:: Records for the exercise ::
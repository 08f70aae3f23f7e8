/********************************************************************************
 * Copyright (c) 2026 Contributors to the Eclipse Foundation
 *
 * See the NOTICE file(s) distributed with this work for additional
 * information regarding copyright ownership.
 *
 * This program and the accompanying materials are made available under the
 * terms of the Apache License Version 2.0 which is available at
 * https://www.apache.org/licenses/LICENSE-2.0
 *
 * SPDX-License-Identifier: Apache-2.0
 ********************************************************************************/

//! Set passthru (spec.md §4.H).

use crate::error::BrokerError;
use crate::messages::next_msg_id;
use crate::model::{DataModelStore, Operation, PermissionsStore};
use crate::mtp::{ComparableMtp, MtpSendError};
use crate::passthru::eligibility::{params_permitted, resolve_single_owner};
use crate::registry::service::MsgMapEntry;
use crate::registry::table::ServiceRegistry;
use crate::wire::{Set, UspMessage, UspRecord};

/// Attempts the passthru fast path for a `Set`. Precondition 5 applies per
/// update entry: every child parameter named must exist as a vendor
/// parameter and carry `PERMIT_SET` (spec.md §4.H.5).
#[allow(clippy::too_many_arguments)]
pub async fn attempt(
    registry: &mut ServiceRegistry,
    data_model: &dyn DataModelStore,
    permissions: &dyn PermissionsStore,
    originator_endpoint: &str,
    reply_mtp: ComparableMtp,
    original_msg_id: &str,
    set: Set,
    now_unix_secs: u64,
) -> Result<bool, BrokerError> {
    let obj_paths: Vec<String> = set.updates.iter().map(|(path, _)| path.clone()).collect();
    let Some((service_id, _group)) = resolve_single_owner(registry, data_model, &obj_paths).await else {
        return Ok(false);
    };

    for (obj_path, params) in &set.updates {
        let permitted = params_permitted(
            data_model,
            permissions,
            originator_endpoint,
            obj_path,
            params.keys(),
            Operation::Set,
        )
        .await;
        if !permitted {
            return Ok(false);
        }
    }

    let mtp = match registry.get(service_id).and_then(|s| s.controller_mtp.clone()) {
        Some(mtp) => mtp,
        None => return Ok(false),
    };

    let broker_msg_id = next_msg_id(now_unix_secs);
    let record = UspRecord::new(broker_msg_id.clone(), UspMessage::Set(set));

    if let Some(service) = registry.get_mut(service_id) {
        service.msg_map.push(MsgMapEntry {
            original_msg_id: original_msg_id.to_string(),
            broker_msg_id,
            originator_endpoint: originator_endpoint.to_string(),
            reply_mtp,
        });
    }

    mtp.inner()
        .send(record)
        .await
        .map_err(|MtpSendError(reason)| BrokerError::InternalError(reason))?;
    Ok(true)
}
:::
Assigned task | Only the lines with "return" are needed; find them in the records and copy each one.

Output for this exercise |
        return Ok(false);
            return Ok(false);
        None => return Ok(false),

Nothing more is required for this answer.